Caso ocorreu na E.E. Deputado Olavo Costa
Um professor de geografia de 30 anos foi agredido com vários tapas no rosto e nas costas por um aluno de 15 anos, na Escola Estadual Deputado Olavo Costa, no Bairro Monte Castelo, Zona Norte. O fato foi registrado pela Polícia Militar, na noite da última terça-feira (28), por volta das 20h30. Esta foi a segunda agressão sofrida por um funcionário do colégio em menos de 15 dias. Conforme o boletim policial, a vítima teria narrado que, quando fazia a chamada dos alunos do 9º ano, um dos estudantes se levantou e se deslocou até sua mesa, começando a gesticular e falar de maneira ríspida.
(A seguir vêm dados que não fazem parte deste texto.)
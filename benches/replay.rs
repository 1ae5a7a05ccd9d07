use chrono::{DateTime, Duration};
use criterion::{Criterion, criterion_group, criterion_main};
use letracker::{
    AttemptEvent, FixedClock, HistoryRecord, MemoryRepository, Outcome, ReviewConfig,
    ReviewService, Scheduler, replay,
};
use rand::rngs::StdRng;
use rand::{Rng, SeedableRng};
use std::hint::black_box;

const START: i64 = 1_600_000_000;

fn history(rng: &mut StdRng, slugs: usize, per_slug: usize) -> Vec<HistoryRecord> {
    (0..slugs)
        .flat_map(|slug| (0..per_slug).map(move |n| (slug, n)))
        .map(|(slug, _)| HistoryRecord {
            title: format!("Problem {slug}"),
            slug: format!("problem-{slug}"),
            status: if rng.random_bool(0.8) {
                "Accepted".into()
            } else {
                "Wrong Answer".into()
            },
            timestamp: START + rng.random_range(0..3 * 365 * 86_400),
        })
        .collect()
}

pub fn criterion_benchmark(c: &mut Criterion) {
    let mut rng = StdRng::seed_from_u64(42);
    let events: Vec<AttemptEvent> = (0..500)
        .map(|_| AttemptEvent {
            slug: "two-sum".into(),
            title: "Two Sum".into(),
            outcome: if rng.random_bool(0.8) {
                Outcome::Accepted
            } else {
                Outcome::Rejected
            },
            timestamp: DateTime::from_timestamp(START, 0).unwrap()
                + Duration::hours(rng.random_range(0..3 * 365 * 24)),
        })
        .collect();
    let scheduler = Scheduler::default();
    c.bench_function("replay_500_events", |b| {
        b.iter(|| black_box(replay(&scheduler, "user", 1, &events, &mut rng).unwrap()))
    });

    let records = history(&mut rng, 300, 20);
    c.bench_function("import_300_items", |b| {
        b.iter(|| {
            let service = ReviewService::with_clock(
                MemoryRepository::new(),
                FixedClock(DateTime::from_timestamp(START + 4 * 365 * 86_400, 0).unwrap()),
                Scheduler::default(),
                ReviewConfig {
                    seed: Some(7),
                    ..Default::default()
                },
            );
            black_box(service.import_history("user", records.clone()).unwrap())
        })
    });
}

criterion_group!(benches, criterion_benchmark);
criterion_main!(benches);
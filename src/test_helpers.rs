use std::sync::Once;

use chrono::{DateTime, Utc};

pub(crate) trait TestHelper {
    fn assert_approx_eq(&self, expected: Self);
}

impl<const N: usize> TestHelper for [f64; N] {
    #[track_caller]
    fn assert_approx_eq(&self, expected: Self) {
        for (i, (a, b)) in self.iter().zip(expected.iter()).enumerate() {
            assert!(
                (a - b).abs() < 1e-9,
                "element {i}: expected {b}, got {a} ({self:?} vs {expected:?})"
            );
        }
    }
}

pub(crate) fn timestamp(secs: i64) -> DateTime<Utc> {
    DateTime::from_timestamp(secs, 0).unwrap()
}

static LOGGER: Once = Once::new();

/// Routes `log` output to stderr so failing tests show what the service did.
pub(crate) fn init_logger() {
    LOGGER.call_once(|| {
        let _ = fern::Dispatch::new()
            .format(|out, message, record| {
                out.finish(format_args!(
                    "[{} {}] {}",
                    record.level(),
                    record.target(),
                    message
                ))
            })
            .level(log::LevelFilter::Debug)
            .chain(std::io::stderr())
            .apply();
    });
}
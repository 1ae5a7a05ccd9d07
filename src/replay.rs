use chrono::{DateTime, Utc};
use log::debug;
use rand::rngs::StdRng;

use crate::dataset::AttemptEvent;
use crate::error::{LetrackerError, Result};
use crate::scheduler::Scheduler;
use crate::state::{AttemptLog, ItemId, ReviewInput, ReviewState, after_days, fractional_days};

/// Attempts closer than this to the previous scheduled attempt count as the
/// same sitting and do not move the schedule.
pub const SAME_DAY_THRESHOLD_DAYS: f64 = 0.5;

#[derive(Debug, Clone, PartialEq)]
pub struct Replay {
    pub state: ReviewState,
    /// One entry per event, oldest first, including same-day repeats.
    pub logs: Vec<AttemptLog>,
    /// How many events advanced the schedule.
    pub scheduled: usize,
}

/// Rebuilds the schedule of one item from its past attempts.
///
/// `events` may be in any order; attempts sharing a timestamp are replayed
/// accepted first. The returned state is anchored on the last
/// event that advanced the schedule, not on the current time.
pub fn replay(
    scheduler: &Scheduler,
    user_id: &str,
    item_id: ItemId,
    events: &[AttemptEvent],
    rng: &mut StdRng,
) -> Result<Replay> {
    replay_with_threshold(
        scheduler,
        user_id,
        item_id,
        events,
        SAME_DAY_THRESHOLD_DAYS,
        rng,
    )
}

pub(crate) fn replay_with_threshold(
    scheduler: &Scheduler,
    user_id: &str,
    item_id: ItemId,
    events: &[AttemptEvent],
    same_day_threshold_days: f64,
    rng: &mut StdRng,
) -> Result<Replay> {
    let mut events: Vec<&AttemptEvent> = events.iter().collect();
    events.sort_by_key(|e| (e.timestamp, e.outcome));
    let first = events.first().ok_or(LetrackerError::EmptyHistory)?;

    let mut state = ReviewState::new(user_id, item_id, first.timestamp);
    let mut logs = Vec::with_capacity(events.len());
    let mut anchor: Option<DateTime<Utc>> = None;
    let mut scheduled = 0;

    for event in events {
        let grade = event.grade();
        logs.push(AttemptLog::new(user_id, item_id, grade, event.timestamp));

        let actual_elapsed_days = match anchor {
            Some(last) => {
                let elapsed = fractional_days(event.timestamp - last);
                if elapsed < same_day_threshold_days {
                    debug!(
                        "item {item_id}: attempt at {} within {elapsed:.2} days of the last one, schedule unchanged",
                        event.timestamp
                    );
                    continue;
                }
                elapsed
            }
            None => 0.0,
        };

        let output = scheduler.next_review(
            &ReviewInput::from(&state),
            grade,
            actual_elapsed_days,
            event.timestamp,
            rng,
        );
        state.apply(&output);
        anchor = Some(event.timestamp);
        scheduled += 1;
    }

    if let Some(last) = anchor {
        state.last_reviewed_at = Some(last);
        state.next_review_at = after_days(last, state.interval_days);
    }

    Ok(Replay {
        state,
        logs,
        scheduled,
    })
}
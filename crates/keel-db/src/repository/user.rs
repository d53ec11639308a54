//! # User Repository
//!
//! User records and the active-company pointer that scopes every data
//! request.

use chrono::Utc;
use sqlx::SqlitePool;
use tracing::debug;

use crate::error::{DbError, DbResult};
use keel_core::User;

const USER_COLUMNS: &str = "id, username, email, full_name, password_hash, \
     active_company_id, is_active, created_at, updated_at";

#[derive(Debug, Clone)]
pub struct UserRepository {
    pool: SqlitePool,
}

impl UserRepository {
    pub fn new(pool: SqlitePool) -> Self {
        UserRepository { pool }
    }

    pub async fn get_by_id(&self, id: &str) -> DbResult<Option<User>> {
        let user = sqlx::query_as::<_, User>(&format!(
            "SELECT {USER_COLUMNS} FROM users WHERE id = ?1"
        ))
        .bind(id)
        .fetch_optional(&self.pool)
        .await?;

        Ok(user)
    }

    /// Login lookup; the caller verifies the password hash.
    pub async fn get_by_username(&self, username: &str) -> DbResult<Option<User>> {
        let user = sqlx::query_as::<_, User>(&format!(
            "SELECT {USER_COLUMNS} FROM users WHERE username = ?1"
        ))
        .bind(username)
        .fetch_optional(&self.pool)
        .await?;

        Ok(user)
    }

    pub async fn insert(&self, user: &User) -> DbResult<()> {
        debug!(username = %user.username, "Inserting user");

        sqlx::query(
            "INSERT INTO users (id, username, email, full_name, password_hash, \
             active_company_id, is_active, created_at, updated_at) \
             VALUES (?1, ?2, ?3, ?4, ?5, ?6, ?7, ?8, ?9)",
        )
        .bind(&user.id)
        .bind(&user.username)
        .bind(&user.email)
        .bind(&user.full_name)
        .bind(&user.password_hash)
        .bind(&user.active_company_id)
        .bind(user.is_active)
        .bind(user.created_at)
        .bind(user.updated_at)
        .execute(&self.pool)
        .await?;

        Ok(())
    }

    /// Points the user at a new active company (or clears it with `None`).
    /// Membership is checked by the caller before this runs.
    pub async fn set_active_company(&self, user_id: &str, company_id: Option<&str>) -> DbResult<()> {
        debug!(user_id = %user_id, company_id = ?company_id, "Switching active company");

        let result = sqlx::query(
            "UPDATE users SET active_company_id = ?2, updated_at = ?3 WHERE id = ?1",
        )
        .bind(user_id)
        .bind(company_id)
        .bind(Utc::now())
        .execute(&self.pool)
        .await?;

        if result.rows_affected() == 0 {
            return Err(DbError::not_found("User", user_id));
        }

        Ok(())
    }
}

// =============================================================================
// Unit Tests
// =============================================================================

#[cfg(test)]
mod tests {
    use super::*;
    use crate::pool::{Database, DbConfig};

    fn user(username: &str) -> User {
        let now = Utc::now();
        User {
            id: crate::generate_id(),
            username: username.to_string(),
            email: Some(format!("{username}@example.com")),
            full_name: None,
            password_hash: "argon2-hash".to_string(),
            active_company_id: None,
            is_active: true,
            created_at: now,
            updated_at: now,
        }
    }

    #[tokio::test]
    async fn test_insert_and_lookup() {
        let db = Database::new(DbConfig::in_memory()).await.unwrap();
        let repo = db.users();

        let u = user("alice");
        repo.insert(&u).await.unwrap();

        let found = repo.get_by_username("alice").await.unwrap().unwrap();
        assert_eq!(found.id, u.id);
        assert!(repo.get_by_username("nobody").await.unwrap().is_none());
    }

    #[tokio::test]
    async fn test_duplicate_username_rejected() {
        let db = Database::new(DbConfig::in_memory()).await.unwrap();
        let repo = db.users();

        repo.insert(&user("bob")).await.unwrap();
        let err = repo.insert(&user("bob")).await.unwrap_err();
        assert!(matches!(err, DbError::UniqueViolation { .. }));
    }
}
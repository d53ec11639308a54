//! # Error Types
//!
//! Domain-specific error types for keel-core.
//!
//! ## Error Hierarchy
//! ```text
//! ┌─────────────────────────────────────────────────────────────────────────┐
//! │                         Error Types                                     │
//! │                                                                         │
//! │  keel-core errors (this file)                                          │
//! │  ├── CoreError        - Business rule violations                       │
//! │  └── ValidationError  - Input validation failures                      │
//! │                                                                         │
//! │  keel-db errors (separate crate)                                       │
//! │  └── DbError          - Database operation failures                    │
//! │                                                                         │
//! │  erp-api errors (in app)                                               │
//! │  └── ApiError         - What HTTP clients see (status + JSON body)     │
//! │                                                                         │
//! │  Flow: ValidationError → CoreError → DbError → ApiError → Client       │
//! └─────────────────────────────────────────────────────────────────────────┘
//! ```

use thiserror::Error;

// =============================================================================
// Core Error
// =============================================================================

/// Core business logic errors.
///
/// These represent business rule violations. They are caught at the API
/// boundary and translated to HTTP 400 responses.
#[derive(Debug, Error)]
pub enum CoreError {
    /// A journal entry whose debit total differs from its credit total.
    #[error("Journal entry is not balanced: debits {debit_cents}, credits {credit_cents}")]
    UnbalancedEntry {
        debit_cents: i64,
        credit_cents: i64,
    },

    /// A journal entry line carrying both a debit and a credit, or neither.
    #[error("Entry line for account {account_id} must carry exactly one of debit or credit")]
    AmbiguousEntryLine { account_id: String },

    /// A document submitted without any line items.
    #[error("{document} must have at least one line item")]
    EmptyDocument { document: &'static str },

    /// Requested quantity exceeds aggregate available stock across all of
    /// the company's warehouses.
    #[error("Insufficient stock for {sku}: available {available}, requested {requested}")]
    InsufficientStock {
        sku: String,
        available: i64,
        requested: i64,
    },

    /// Operation not allowed in the record's current status
    /// (e.g. voiding an already-voided sale).
    #[error("{entity} is {status}, cannot {operation}")]
    InvalidStatus {
        entity: &'static str,
        status: String,
        operation: &'static str,
    },

    /// Document totals that do not add up (subtotal − discount + tax ≠ total).
    #[error("Document totals do not reconcile: {reason}")]
    TotalsMismatch { reason: String },

    /// Validation error (wraps ValidationError).
    #[error("Validation error: {0}")]
    Validation(#[from] ValidationError),
}

// =============================================================================
// Validation Error
// =============================================================================

/// Input validation errors.
///
/// These occur when user input doesn't meet field-level requirements and are
/// checked before any business logic runs.
#[derive(Debug, Error)]
pub enum ValidationError {
    /// A required field is missing or empty.
    #[error("{field} is required")]
    Required { field: String },

    /// Field value is too long.
    #[error("{field} must be at most {max} characters")]
    TooLong { field: String, max: usize },

    /// Numeric value is out of range.
    #[error("{field} must be between {min} and {max}")]
    OutOfRange { field: String, min: i64, max: i64 },

    /// Value must be positive.
    #[error("{field} must be positive")]
    MustBePositive { field: String },

    /// Value must not be negative.
    #[error("{field} must not be negative")]
    MustNotBeNegative { field: String },

    /// Invalid format (e.g. invalid UUID, malformed slug).
    #[error("{field} has invalid format: {reason}")]
    InvalidFormat { field: String, reason: String },

    /// Value is not in the allowed set.
    #[error("{field} must be one of: {allowed:?}")]
    NotAllowed { field: String, allowed: Vec<String> },

    /// Duplicate value for a per-company unique key (SKU, code, number).
    #[error("{field} '{value}' already exists")]
    Duplicate { field: String, value: String },
}

// =============================================================================
// Result Type Alias
// =============================================================================

/// Convenience type alias for Results with CoreError.
pub type CoreResult<T> = Result<T, CoreError>;

// =============================================================================
// Unit Tests
// =============================================================================

#[cfg(test)]
mod tests {
    use super::*;

    #[test]
    fn test_error_messages() {
        let err = CoreError::InsufficientStock {
            sku: "SKU-001".to_string(),
            available: 3,
            requested: 5,
        };
        assert_eq!(
            err.to_string(),
            "Insufficient stock for SKU-001: available 3, requested 5"
        );

        let err = CoreError::UnbalancedEntry {
            debit_cents: 10_000,
            credit_cents: 9_500,
        };
        assert_eq!(
            err.to_string(),
            "Journal entry is not balanced: debits 10000, credits 9500"
        );
    }

    #[test]
    fn test_validation_error_messages() {
        let err = ValidationError::Required {
            field: "sku".to_string(),
        };
        assert_eq!(err.to_string(), "sku is required");
    }

    #[test]
    fn test_validation_converts_to_core_error() {
        let validation_err = ValidationError::Required {
            field: "code".to_string(),
        };
        let core_err: CoreError = validation_err.into();
        assert!(matches!(core_err, CoreError::Validation(_)));
    }
}
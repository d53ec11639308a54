//! Website: CMS pages, blog posts, and the public contact form.
//!
//! Reading a blog post bumps its view counter. The contact-form endpoint is
//! the one unauthenticated write in the API.

use axum::extract::{Path, State};
use axum::http::StatusCode;
use axum::routing::get;
use axum::{Json, Router};
use chrono::{DateTime, Utc};
use serde::Deserialize;

use crate::auth::{AuthUser, CompanyScope};
use crate::error::{ApiError, ApiResult};
use crate::AppState;
use keel_core::validation::{validate_name, validate_slug};
use keel_core::{BlogPost, Message, Page};

pub fn router() -> Router<AppState> {
    Router::new()
        .route("/pages", get(list_pages).post(create_page))
        .route("/pages/:id", get(get_page).put(update_page).delete(delete_page))
        .route("/blog-posts", get(list_posts).post(create_post))
        .route(
            "/blog-posts/:id",
            get(get_post).put(update_post).delete(delete_post),
        )
        .route("/messages", get(list_messages).post(create_message))
}

// =============================================================================
// Payloads
// =============================================================================

#[derive(Debug, Deserialize)]
struct PagePayload {
    title: String,
    slug: String,
    content: String,
    meta_title: Option<String>,
    meta_description: Option<String>,
    meta_keywords: Option<String>,
    #[serde(default)]
    is_published: bool,
    published_date: Option<DateTime<Utc>>,
}

#[derive(Debug, Deserialize)]
struct BlogPostPayload {
    title: String,
    slug: String,
    excerpt: Option<String>,
    content: String,
    featured_image_url: Option<String>,
    category: Option<String>,
    tags: Option<String>,
    meta_title: Option<String>,
    meta_description: Option<String>,
    meta_keywords: Option<String>,
    #[serde(default)]
    is_published: bool,
    published_date: Option<DateTime<Utc>>,
}

#[derive(Debug, Deserialize)]
struct MessagePayload {
    name: String,
    email: String,
    subject: String,
    message: String,
}

// =============================================================================
// Pages
// =============================================================================

async fn list_pages(
    scope: CompanyScope,
    State(state): State<AppState>,
) -> ApiResult<Json<Vec<Page>>> {
    Ok(Json(state.db.website().list_pages(&scope.company_id).await?))
}

async fn create_page(
    scope: CompanyScope,
    State(state): State<AppState>,
    Json(payload): Json<PagePayload>,
) -> ApiResult<(StatusCode, Json<Page>)> {
    validate_name("title", &payload.title)?;
    validate_slug(&payload.slug)?;

    let now = Utc::now();
    let page = Page {
        id: keel_db::generate_id(),
        company_id: scope.company_id.clone(),
        title: payload.title.trim().to_string(),
        slug: payload.slug.trim().to_string(),
        content: payload.content,
        meta_title: payload.meta_title,
        meta_description: payload.meta_description,
        meta_keywords: payload.meta_keywords,
        is_published: payload.is_published,
        published_date: payload.published_date,
        author_id: Some(scope.user.id.clone()),
        created_at: now,
        updated_at: now,
    };

    state.db.website().insert_page(&page).await?;
    Ok((StatusCode::CREATED, Json(page)))
}

async fn get_page(
    scope: CompanyScope,
    State(state): State<AppState>,
    Path(id): Path<String>,
) -> ApiResult<Json<Page>> {
    let page = state
        .db
        .website()
        .get_page(&scope.company_id, &id)
        .await?
        .ok_or_else(|| ApiError::NotFound(format!("Page not found: {id}")))?;

    Ok(Json(page))
}

async fn update_page(
    scope: CompanyScope,
    State(state): State<AppState>,
    Path(id): Path<String>,
    Json(payload): Json<PagePayload>,
) -> ApiResult<Json<Page>> {
    validate_name("title", &payload.title)?;
    validate_slug(&payload.slug)?;

    let mut page = state
        .db
        .website()
        .get_page(&scope.company_id, &id)
        .await?
        .ok_or_else(|| ApiError::NotFound(format!("Page not found: {id}")))?;

    page.title = payload.title.trim().to_string();
    page.slug = payload.slug.trim().to_string();
    page.content = payload.content;
    page.meta_title = payload.meta_title;
    page.meta_description = payload.meta_description;
    page.meta_keywords = payload.meta_keywords;
    page.is_published = payload.is_published;
    page.published_date = payload.published_date;

    state.db.website().update_page(&page).await?;
    Ok(Json(page))
}

async fn delete_page(
    scope: CompanyScope,
    State(state): State<AppState>,
    Path(id): Path<String>,
) -> ApiResult<StatusCode> {
    state.db.website().delete_page(&scope.company_id, &id).await?;
    Ok(StatusCode::NO_CONTENT)
}

// =============================================================================
// Blog posts
// =============================================================================

async fn list_posts(
    scope: CompanyScope,
    State(state): State<AppState>,
) -> ApiResult<Json<Vec<BlogPost>>> {
    Ok(Json(state.db.website().list_posts(&scope.company_id).await?))
}

async fn create_post(
    scope: CompanyScope,
    State(state): State<AppState>,
    Json(payload): Json<BlogPostPayload>,
) -> ApiResult<(StatusCode, Json<BlogPost>)> {
    validate_name("title", &payload.title)?;
    validate_slug(&payload.slug)?;

    let now = Utc::now();
    let post = BlogPost {
        id: keel_db::generate_id(),
        company_id: scope.company_id.clone(),
        title: payload.title.trim().to_string(),
        slug: payload.slug.trim().to_string(),
        excerpt: payload.excerpt,
        content: payload.content,
        featured_image_url: payload.featured_image_url,
        category: payload.category,
        tags: payload.tags,
        meta_title: payload.meta_title,
        meta_description: payload.meta_description,
        meta_keywords: payload.meta_keywords,
        is_published: payload.is_published,
        published_date: payload.published_date,
        author_id: Some(scope.user.id.clone()),
        views: 0,
        created_at: now,
        updated_at: now,
    };

    state.db.website().insert_post(&post).await?;
    Ok((StatusCode::CREATED, Json(post)))
}

async fn get_post(
    scope: CompanyScope,
    State(state): State<AppState>,
    Path(id): Path<String>,
) -> ApiResult<Json<BlogPost>> {
    let post = state
        .db
        .website()
        .get_post(&scope.company_id, &id)
        .await?
        .ok_or_else(|| ApiError::NotFound(format!("Blog post not found: {id}")))?;

    state
        .db
        .website()
        .increment_post_views(&scope.company_id, &id)
        .await?;

    Ok(Json(post))
}

async fn update_post(
    scope: CompanyScope,
    State(state): State<AppState>,
    Path(id): Path<String>,
    Json(payload): Json<BlogPostPayload>,
) -> ApiResult<Json<BlogPost>> {
    validate_name("title", &payload.title)?;
    validate_slug(&payload.slug)?;

    let mut post = state
        .db
        .website()
        .get_post(&scope.company_id, &id)
        .await?
        .ok_or_else(|| ApiError::NotFound(format!("Blog post not found: {id}")))?;

    post.title = payload.title.trim().to_string();
    post.slug = payload.slug.trim().to_string();
    post.excerpt = payload.excerpt;
    post.content = payload.content;
    post.featured_image_url = payload.featured_image_url;
    post.category = payload.category;
    post.tags = payload.tags;
    post.meta_title = payload.meta_title;
    post.meta_description = payload.meta_description;
    post.meta_keywords = payload.meta_keywords;
    post.is_published = payload.is_published;
    post.published_date = payload.published_date;

    state.db.website().update_post(&post).await?;
    Ok(Json(post))
}

async fn delete_post(
    scope: CompanyScope,
    State(state): State<AppState>,
    Path(id): Path<String>,
) -> ApiResult<StatusCode> {
    state.db.website().delete_post(&scope.company_id, &id).await?;
    Ok(StatusCode::NO_CONTENT)
}

// =============================================================================
// Messages
// =============================================================================

/// Reading messages requires auth (any logged-in user); submitting one does
/// not, since it backs the public contact form.
async fn list_messages(
    _auth: AuthUser,
    State(state): State<AppState>,
) -> ApiResult<Json<Vec<Message>>> {
    Ok(Json(state.db.website().list_messages().await?))
}

async fn create_message(
    State(state): State<AppState>,
    Json(payload): Json<MessagePayload>,
) -> ApiResult<(StatusCode, Json<Message>)> {
    validate_name("name", &payload.name)?;
    validate_name("subject", &payload.subject)?;
    if payload.message.trim().is_empty() {
        return Err(ApiError::Validation("message is required".to_string()));
    }

    let message = Message {
        id: keel_db::generate_id(),
        name: payload.name.trim().to_string(),
        email: payload.email.trim().to_string(),
        subject: payload.subject.trim().to_string(),
        message: payload.message,
        created_at: Utc::now(),
    };

    state.db.website().insert_message(&message).await?;
    Ok((StatusCode::CREATED, Json(message)))
}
Nesse momento, o interruptor de luz da sala teria sido acionado por outro aluno, deixando o local de luzes apagadas por alguns instantes. Na ocasião, o adolescente infrator aproveitou para agredir a vítima. O aluno que teria apagado as luzes era de outra sala e alegou que encostou no interruptor sem querer. Aos policiais, a vítima relatou que já trabalha na escola há três anos e nunca teve problemas com os jovens. Ele contou que foi até a direção do colégio, que estava reunida com o colegiado tratando sobre quais procedimentos seriam adotados a respeito da agressão do zelador da escola no último dia 15, e comunicou o novo fato. Todos os alunos da sala foram chamados e, na frente do diretor escolar, o adolescente responsável pela agressão teria confessado seu ato. Ele ainda teria dito que tinha investido contra o professor sem motivo. A PM foi acionada e apreendeu o estudante, que foi conduzido para a delegacia de Santa Terezinha.
Hoje o delegado Rodolfo Rolli, que vai ficar à frente do caso, explicou que a agressão promovida pelo estudante levou à abertura de um boletim de ocorrência circunstanciado, que foi encaminhado para a Vara da Infância e Juventude. "O jovem deverá responder por ato infracional por vias de fato ou lesão corporal. Nosso trabalho aqui na delegacia irá se concentrar em desvendar qual seria a motivação da agressão, a fim de que o estudante possa ser responsabilizado", afirmou Rolli, acrescentando que a direção da colégio também deveria adotar um procedimento disciplinar contra o aluno, com a finalidade de fazê-lo refletir sobre seu comportamento, que foi considerado grave pelo policial.